The OneNote Class Notebook has been revered by educators as an exceptional learning tool for teacher/student collaborations. It has made classrooms easier to manage and helped combine entertainment with learning. The growing list of achievements in education continues according to the guest article written on the Microsoft Office blog today.
Edita Rabizaite from the Kaunas Kazys Grinius Progymnasium School in Lithuania first began using OneNote in 2012. Because it was easier for both teachers and children to learn, she was determined to make long-term portfolios for students that emphasized individualized lesson plans and set a path towards higher learning. Her first experiments led her to a messy OneDrive filled with 24 different OneNote files for each student. While it was a roundabout way, she found that it was a success. The OneNote portfolios had a positive impact on students’ learning, creativity, and motivation.
It wasn’t until 2015 that Edita installed the OneNote Class Notebook add in with the 5th-grade class. Along with the teachers’ leadership group from across 35 schools in Lithuania, they began experimenting with the Notebook through a variety of teaching styles.
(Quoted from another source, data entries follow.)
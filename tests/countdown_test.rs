use countdown_dial::{
    format_mmss, CountdownClock, Phase, Scene, TickMode, TimerConfig, TimerView, ToggleGlyph,
};
use std::time::{Duration, Instant};

const PERIOD: Duration = Duration::from_millis(16);

#[derive(Debug, Clone, PartialEq)]
enum Call {
    Draw(f64),
    Time(String),
    Controls(bool),
    Glyph(ToggleGlyph),
}

#[derive(Default)]
struct RecordingView {
    calls: Vec<Call>,
}

impl RecordingView {
    fn draws(&self) -> Vec<f64> {
        self.calls
            .iter()
            .filter_map(|c| match c {
                Call::Draw(p) => Some(*p),
                _ => None,
            })
            .collect()
    }

    fn last_time(&self) -> Option<&str> {
        self.calls.iter().rev().find_map(|c| match c {
            Call::Time(t) => Some(t.as_str()),
            _ => None,
        })
    }

    fn clear(&mut self) {
        self.calls.clear();
    }
}

impl TimerView for RecordingView {
    fn draw(&mut self, progress: f64) {
        self.calls.push(Call::Draw(progress));
    }

    fn show_time(&mut self, text: &str) {
        self.calls.push(Call::Time(text.to_string()));
    }

    fn set_controls_visible(&mut self, visible: bool) {
        self.calls.push(Call::Controls(visible));
    }

    fn set_toggle_glyph(&mut self, glyph: ToggleGlyph) {
        self.calls.push(Call::Glyph(glyph));
    }
}

fn clock() -> CountdownClock {
    CountdownClock::new(PERIOD, TickMode::FixedStep)
}

/// Ticks until remaining drops to `target` or below, returning the instant
/// after the last tick.
fn tick_until(
    clock: &mut CountdownClock,
    mut now: Instant,
    target: f64,
    view: &mut RecordingView,
) -> Instant {
    while clock.state().running && clock.state().remaining > target {
        now += PERIOD;
        clock.tick(now, view);
    }
    now
}

#[test]
fn startup_shows_zero() {
    let clock = clock();
    let mut view = RecordingView::default();
    clock.init(&mut view);
    assert_eq!(
        view.calls,
        vec![Call::Time("00:00".to_string()), Call::Draw(0.0)]
    );
    assert_eq!(clock.phase(), Phase::Idle);
}

#[test]
fn zero_duration_start_stays_idle() {
    let mut clock = clock();
    let mut view = RecordingView::default();
    assert!(!clock.start(0, 0, Instant::now(), &mut view));
    assert_eq!(clock.phase(), Phase::Idle);
    assert!(!clock.is_ticking());
    assert!(view.calls.is_empty());
}

#[test]
fn start_hides_controls_and_shows_pause() {
    let mut clock = clock();
    let mut view = RecordingView::default();
    assert!(clock.start(1, 30, Instant::now(), &mut view));
    assert_eq!(clock.phase(), Phase::Running);
    assert_eq!(clock.state().total, 90.0);
    assert_eq!(clock.state().remaining, 90.0);
    assert_eq!(
        view.calls,
        vec![Call::Glyph(ToggleGlyph::Pause), Call::Controls(false)]
    );
}

#[test]
fn pause_and_resume_keep_total_and_remaining() {
    let mut clock = clock();
    let mut view = RecordingView::default();
    let now = Instant::now();
    clock.start(1, 30, now, &mut view);
    let now = tick_until(&mut clock, now, 45.0, &mut view);

    clock.pause(now, &mut view);
    assert_eq!(clock.phase(), Phase::Paused);
    assert!(!clock.is_ticking());
    let paused_at = clock.state().remaining;
    assert!((paused_at - 45.0).abs() < 0.02);

    // The inputs now say something else; resuming must ignore them.
    assert!(clock.start(5, 0, now, &mut view));
    assert_eq!(clock.state().total, 90.0);
    assert_eq!(clock.state().remaining, paused_at);
    assert_eq!(clock.phase(), Phase::Running);
}

#[test]
fn double_start_keeps_a_single_ticker() {
    let mut clock = clock();
    let mut view = RecordingView::default();
    let now = Instant::now();
    clock.start(0, 10, now, &mut view);
    let deadline = clock.next_deadline();
    view.clear();

    assert!(clock.start(0, 10, now + Duration::from_millis(5), &mut view));
    assert_eq!(clock.next_deadline(), deadline);
    assert!(view.calls.is_empty());

    // One due deadline means exactly one decrement.
    assert!(clock.poll(now + PERIOD, &mut view));
    assert!(!clock.poll(now + PERIOD, &mut view));
    assert!((clock.state().remaining - (10.0 - PERIOD.as_secs_f64())).abs() < 1e-9);
}

#[test]
fn toggle_alternates_between_running_and_paused() {
    let mut clock = clock();
    let mut view = RecordingView::default();
    let now = Instant::now();
    clock.toggle(0, 3, now, &mut view);
    assert_eq!(clock.phase(), Phase::Running);
    clock.toggle(0, 3, now, &mut view);
    assert_eq!(clock.phase(), Phase::Paused);
    assert_eq!(
        &view.calls[2..],
        &[Call::Glyph(ToggleGlyph::Play), Call::Controls(true)]
    );
    clock.toggle(0, 3, now, &mut view);
    assert_eq!(clock.phase(), Phase::Running);
}

#[test]
fn reset_from_every_phase() {
    let now = Instant::now();
    let setups: [fn(&mut CountdownClock, Instant, &mut RecordingView); 3] = [
        |_, _, _| {},
        |c, now, v| {
            c.start(2, 0, now, v);
        },
        |c, now, v| {
            c.start(2, 0, now, v);
            c.tick(now + PERIOD, v);
            c.pause(now + PERIOD, v);
        },
    ];
    for setup in setups {
        let mut clock = clock();
        let mut view = RecordingView::default();
        setup(&mut clock, now, &mut view);
        view.clear();

        clock.reset(&mut view);
        assert_eq!(clock.state().remaining, 0.0);
        assert_eq!(clock.state().total, 0.0);
        assert_eq!(clock.phase(), Phase::Idle);
        assert!(!clock.is_ticking());
        assert_eq!(view.draws(), vec![0.0]);
        assert_eq!(view.last_time(), Some("00:00"));
        assert!(view.calls.contains(&Call::Controls(true)));
        assert!(view.calls.contains(&Call::Glyph(ToggleGlyph::Play)));
    }
}

#[test]
fn natural_completion_draws_final_frame_once() {
    let mut clock = clock();
    let mut view = RecordingView::default();
    let now = Instant::now();
    clock.start(0, 1, now, &mut view);
    view.clear();

    let mut t = now;
    let mut ticks = 0;
    while clock.is_ticking() {
        t += PERIOD;
        assert!(clock.poll(t, &mut view));
        ticks += 1;
        assert!(ticks < 1000, "countdown never completed");
    }
    // 1s / 16ms rounds up to 63 ticks.
    assert_eq!(ticks, 63);

    let draws = view.draws();
    assert_eq!(draws.iter().filter(|p| **p == 1.0).count(), 1);
    assert_eq!(draws.last(), Some(&1.0));
    assert!(draws.windows(2).all(|w| w[0] <= w[1]));
    assert_eq!(view.last_time(), Some("00:00"));
    assert_eq!(clock.phase(), Phase::Idle);
    assert_eq!(clock.state().remaining, 0.0);

    // Nothing keeps ticking afterwards.
    view.clear();
    assert!(!clock.poll(t + PERIOD * 10, &mut view));
    clock.tick(t + PERIOD * 11, &mut view);
    assert!(view.calls.is_empty());
}

#[test]
fn ticks_report_progress_and_text() {
    let mut clock = clock();
    let mut view = RecordingView::default();
    let now = Instant::now();
    clock.start(1, 5, now, &mut view);
    view.clear();
    clock.tick(now + PERIOD, &mut view);

    let expected = PERIOD.as_secs_f64() / 65.0;
    match view.calls.as_slice() {
        [Call::Draw(p), Call::Time(t)] => {
            assert!((p - expected).abs() < 1e-12);
            assert_eq!(t, "01:04");
        }
        other => panic!("unexpected calls {other:?}"),
    }
}

#[test]
fn anchored_mode_completes_on_wall_clock() {
    let mut clock = CountdownClock::new(PERIOD, TickMode::Anchored);
    let mut view = RecordingView::default();
    let now = Instant::now();
    clock.start(0, 2, now, &mut view);
    view.clear();

    // A stalled scheduler: one late tick still lands on the right time.
    clock.tick(now + Duration::from_millis(1500), &mut view);
    assert!((clock.state().remaining - 0.5).abs() < 1e-9);
    clock.tick(now + Duration::from_secs(3), &mut view);
    assert_eq!(clock.phase(), Phase::Idle);
    assert_eq!(view.draws().last(), Some(&1.0));
}

#[test]
fn anchored_pause_past_the_deadline_completes() {
    let mut clock = CountdownClock::new(PERIOD, TickMode::Anchored);
    let mut view = RecordingView::default();
    let now = Instant::now();
    clock.start(0, 2, now, &mut view);
    clock.tick(now + Duration::from_millis(1900), &mut view);
    view.clear();

    // The loop stalled past the end before the pause key was handled.
    clock.pause(now + Duration::from_secs(3), &mut view);
    assert_eq!(clock.phase(), Phase::Idle);
    assert!(!clock.is_ticking());
    assert_eq!(clock.state().remaining, 0.0);
    assert_eq!(clock.state().total, 0.0);
    assert_eq!(view.draws(), vec![1.0]);
    assert_eq!(view.last_time(), Some("00:00"));
    assert!(view.calls.contains(&Call::Glyph(ToggleGlyph::Play)));
    assert!(view.calls.contains(&Call::Controls(true)));
}

#[test]
fn rendered_frames_follow_the_clock() {
    let config = TimerConfig::default();
    let mut clock = clock();
    let mut view = RecordingView::default();
    let now = Instant::now();
    clock.start(0, 2, now, &mut view);
    tick_until(&mut clock, now, 0.0, &mut view);

    for p in view.draws() {
        let scene = Scene::for_progress(p, &config);
        let has_arc = scene
            .commands()
            .iter()
            .any(|c| matches!(c, countdown_dial::DrawCommand::Arc { .. }));
        assert_eq!(has_arc, p < 1.0, "progress {p}");
    }
}

#[test]
fn display_formatting() {
    assert_eq!(format_mmss(65.0), "01:05");
    assert_eq!(format_mmss(0.0), "00:00");
    assert_eq!(format_mmss(3599.0), "59:59");
}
Testing it through experience, the group’s goal is to make e-portfolios last at least four years, organizing the data and making it easy to access digitally after the student has finished a school.
There are six elements of an e-Portfolio that should be followed to turn the OneNote Class Notebook into an e-Portfolio:
- It should be digital.
- It needs to include learning evidence.
- It has to possess structured content and the student‘s reflection on the learning process.
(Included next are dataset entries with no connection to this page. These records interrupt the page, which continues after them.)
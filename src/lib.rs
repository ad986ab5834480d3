//! A countdown timer drawn as a shrinking arc on a 2D pixel surface.
//!
//! The [`clock`] module owns the countdown state and pushes a progress value
//! through a [`TimerView`] on every tick; [`render`] turns a progress value
//! into a deterministic [`Scene`] that is rasterized into the window's
//! framebuffer by [`CountdownApp`].

pub mod app;
pub mod clock;
pub mod config;
pub mod controls;
pub mod error;
pub mod raster;
pub mod render;
pub mod ticker;

pub use app::{CountdownApp, Surface, WindowView};
pub use clock::{format_mmss, CountdownClock, Phase, TimerState, TimerView};
pub use config::{Color, TickMode, TimerConfig};
pub use controls::{parse_lenient, ControlAction, DurationInputs, ToggleGlyph};
pub use error::DialError;
pub use render::{DrawCommand, Scene};
pub use ticker::Ticker;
- It should reflect a student‘s authorship, meaning a student has the choice whether or not to share the contents of the portfolio.
- It should demonstrate student reflection.
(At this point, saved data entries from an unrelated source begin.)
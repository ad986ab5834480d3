//! Antialiased drawing primitives over an RGBA8 framebuffer.
//!
//! Coordinates passed in here are physical pixels; the scene scales logical
//! units before calling into this module.

use rusttype::{point, Font, PositionedGlyph, Scale};
use std::f64::consts::TAU;

use crate::config::Color;

// ============================================================================
// CANVAS
// ============================================================================

pub struct Canvas<'a> {
    frame: &'a mut [u8],
    width: usize,
    height: usize,
    scale: f64,
}

impl<'a> Canvas<'a> {
    /// Wraps a frame of `width * height` RGBA pixels drawn at `scale` pixels
    /// per logical unit.
    pub fn new(frame: &'a mut [u8], width: usize, height: usize, scale: f64) -> Self {
        debug_assert_eq!(frame.len(), width * height * 4);
        Self {
            frame,
            width,
            height,
            scale,
        }
    }

    pub fn width(&self) -> usize {
        self.width
    }

    pub fn height(&self) -> usize {
        self.height
    }

    pub fn scale(&self) -> f64 {
        self.scale
    }

    pub fn pixel(&self, x: usize, y: usize) -> Option<[u8; 4]> {
        if x >= self.width || y >= self.height {
            return None;
        }
        let idx = (y * self.width + x) * 4;
        let mut out = [0u8; 4];
        out.copy_from_slice(&self.frame[idx..idx + 4]);
        Some(out)
    }

    pub fn clear(&mut self, color: Color) {
        for chunk in self.frame.chunks_exact_mut(4) {
            chunk.copy_from_slice(&[color.r, color.g, color.b, 0xff]);
        }
    }

    /// Alpha-blends `color` over the pixel at (x, y). Out of bounds is a no-op.
    pub fn blend(&mut self, x: i64, y: i64, color: Color, alpha: f32) {
        if x < 0 || y < 0 || x as usize >= self.width || y as usize >= self.height {
            return;
        }
        let idx = (y as usize * self.width + x as usize) * 4;
        let a = alpha.clamp(0.0, 1.0);
        let src = [color.r as f32, color.g as f32, color.b as f32];
        for (channel, s) in src.iter().enumerate() {
            let d = self.frame[idx + channel] as f32;
            self.frame[idx + channel] = (s * a + d * (1.0 - a)).round() as u8;
        }
        self.frame[idx + 3] = 0xff;
    }
}

// ============================================================================
// STROKES
// ============================================================================

/// Clips an inclusive pixel range to `0..limit`.
fn clip(min: f64, max: f64, limit: usize) -> (i64, i64) {
    let lo = (min.floor() as i64).max(0);
    let hi = (max.ceil() as i64).min(limit as i64 - 1);
    (lo, hi)
}

/// Coverage of a pixel whose center lies `dist` away from a stroke's spine.
fn stroke_coverage(dist: f64, width: f64) -> f32 {
    (width / 2.0 + 0.5 - dist).clamp(0.0, 1.0) as f32
}

/// Thick antialiased line with round caps.
pub fn stroke_line(
    canvas: &mut Canvas,
    (x0, y0): (f64, f64),
    (x1, y1): (f64, f64),
    width: f64,
    color: Color,
) {
    let pad = width / 2.0 + 1.0;
    let (min_x, max_x) = clip(x0.min(x1) - pad, x0.max(x1) + pad, canvas.width);
    let (min_y, max_y) = clip(y0.min(y1) - pad, y0.max(y1) + pad, canvas.height);
    let dx = x1 - x0;
    let dy = y1 - y0;
    let len_sq = dx * dx + dy * dy;
    for y in min_y..=max_y {
        for x in min_x..=max_x {
            let px = x as f64 + 0.5;
            let py = y as f64 + 0.5;
            let t = if len_sq > 0.0 {
                (((px - x0) * dx + (py - y0) * dy) / len_sq).clamp(0.0, 1.0)
            } else {
                0.0
            };
            let lx = x0 + t * dx;
            let ly = y0 + t * dy;
            let dist = ((lx - px).powi(2) + (ly - py).powi(2)).sqrt();
            let aa = stroke_coverage(dist, width);
            if aa > 0.01 {
                canvas.blend(x, y, color, aa);
            }
        }
    }
}

/// Thick antialiased arc, swept counterclockwise on screen (decreasing
/// angle, y pointing down) from `start_angle` by `sweep` radians. A sweep of
/// a full turn or more strokes the whole circle.
pub fn stroke_arc(
    canvas: &mut Canvas,
    (cx, cy): (f64, f64),
    radius: f64,
    start_angle: f64,
    sweep: f64,
    width: f64,
    color: Color,
) {
    if sweep <= 0.0 || radius <= 0.0 {
        return;
    }
    let full = sweep >= TAU;
    let pad = radius + width / 2.0 + 1.0;
    let (min_x, max_x) = clip(cx - pad, cx + pad, canvas.width);
    let (min_y, max_y) = clip(cy - pad, cy + pad, canvas.height);
    for y in min_y..=max_y {
        for x in min_x..=max_x {
            let dx = x as f64 + 0.5 - cx;
            let dy = y as f64 + 0.5 - cy;
            let dist = (dx * dx + dy * dy).sqrt();
            let aa = stroke_coverage((dist - radius).abs(), width);
            if aa <= 0.01 {
                continue;
            }
            if !full {
                let angle = dy.atan2(dx);
                let behind_start = (start_angle - angle).rem_euclid(TAU);
                if behind_start > sweep {
                    continue;
                }
            }
            canvas.blend(x, y, color, aa);
        }
    }
}

pub fn stroke_circle(
    canvas: &mut Canvas,
    center: (f64, f64),
    radius: f64,
    width: f64,
    color: Color,
) {
    stroke_arc(canvas, center, radius, 0.0, TAU, width, color);
}

// ============================================================================
// TEXT
// ============================================================================

/// Draws `text` centered on (x, y) with a font size in pixels.
pub fn draw_text(
    canvas: &mut Canvas,
    (x, y): (f64, f64),
    text: &str,
    font: &Font,
    size: f32,
    color: Color,
) {
    let scale = Scale::uniform(size);
    let v_metrics = font.v_metrics(scale);
    let glyphs: Vec<PositionedGlyph> = font
        .layout(text, scale, point(0.0, v_metrics.ascent))
        .collect();

    let (min_x, max_x, min_y, max_y) = glyphs.iter().filter_map(|g| g.pixel_bounding_box()).fold(
        (i32::MAX, i32::MIN, i32::MAX, i32::MIN),
        |(min_x, max_x, min_y, max_y), bb| {
            (
                min_x.min(bb.min.x),
                max_x.max(bb.max.x),
                min_y.min(bb.min.y),
                max_y.max(bb.max.y),
            )
        },
    );
    if min_x >= max_x || min_y >= max_y {
        return;
    }
    let offset_x = x.round() as i64 - i64::from(max_x - min_x) / 2;
    let offset_y = y.round() as i64 - i64::from(max_y - min_y) / 2;
    for glyph in &glyphs {
        if let Some(bb) = glyph.pixel_bounding_box() {
            glyph.draw(|gx, gy, v| {
                let px = offset_x + i64::from(gx as i32 + bb.min.x - min_x);
                let py = offset_y + i64::from(gy as i32 + bb.min.y - min_y);
                canvas.blend(px, py, color, v);
            });
        }
    }
}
- It should showcase student work.
The e-portfolios built with the OneNote Class Notebook have basic spaces in which the student can interact and learn. Every student has access to personalized learning plans, feedback from peers, teachers, and parents, and showcase achievements. The Collaboration Space area acts as a forum for students to share ideas, create, reflect, and interact with other students and teachers. Using the Collaboration Space, the students will receive feedback on their projects, homework, and ideas. With the Student’s Notebook, students are able to write notes, save work, record lectures, and save assessments. This is the focus of work as the student can submit revisions to the teacher repeatedly as needed. The Content Library acts as a full storage of all the materials and resources that the teacher needs to share with their class.
Teachers have begun implementing this strategy with e-portfolios by having students fill templates for their goals, the tasks at which they currently excel, and what they desire to learn. Afterward, students choose a method of self -assessment such as performing tasks or types of work. Teachers take the template and personalize a learning plan to meet their educational needs giving both the student and the teacher an interactive and personalized method of improving their learning.
The lesson plans can be adjusted several times when a point of struggle is noticed. This helps the student always stay on track with improving. The self-assessment sheets (which can be made through Excel) are used by the student throughout the process to add notes of when they have worked towards their learning goals. The spreadsheet is stored on the OneNote learning plan page for future use. Students are able to upload work multiple times, correcting it as many times as the teacher deems necessary until the subject is a success.
Edita emphasizes in her article that the ability to work on a task should be fluid. The portfolio should offer clear navigation, make finding resources easy and efficient, and be clear and concise to all users. Teacher should be able to to use OneNote Class Notebook to build their learning plans, assess learning strategies, and take action all in one place. Ultimately, thanks to the structure and easily comparable evidence provided by the portfolios, students can receive individualized lessons that build them up into higher learning.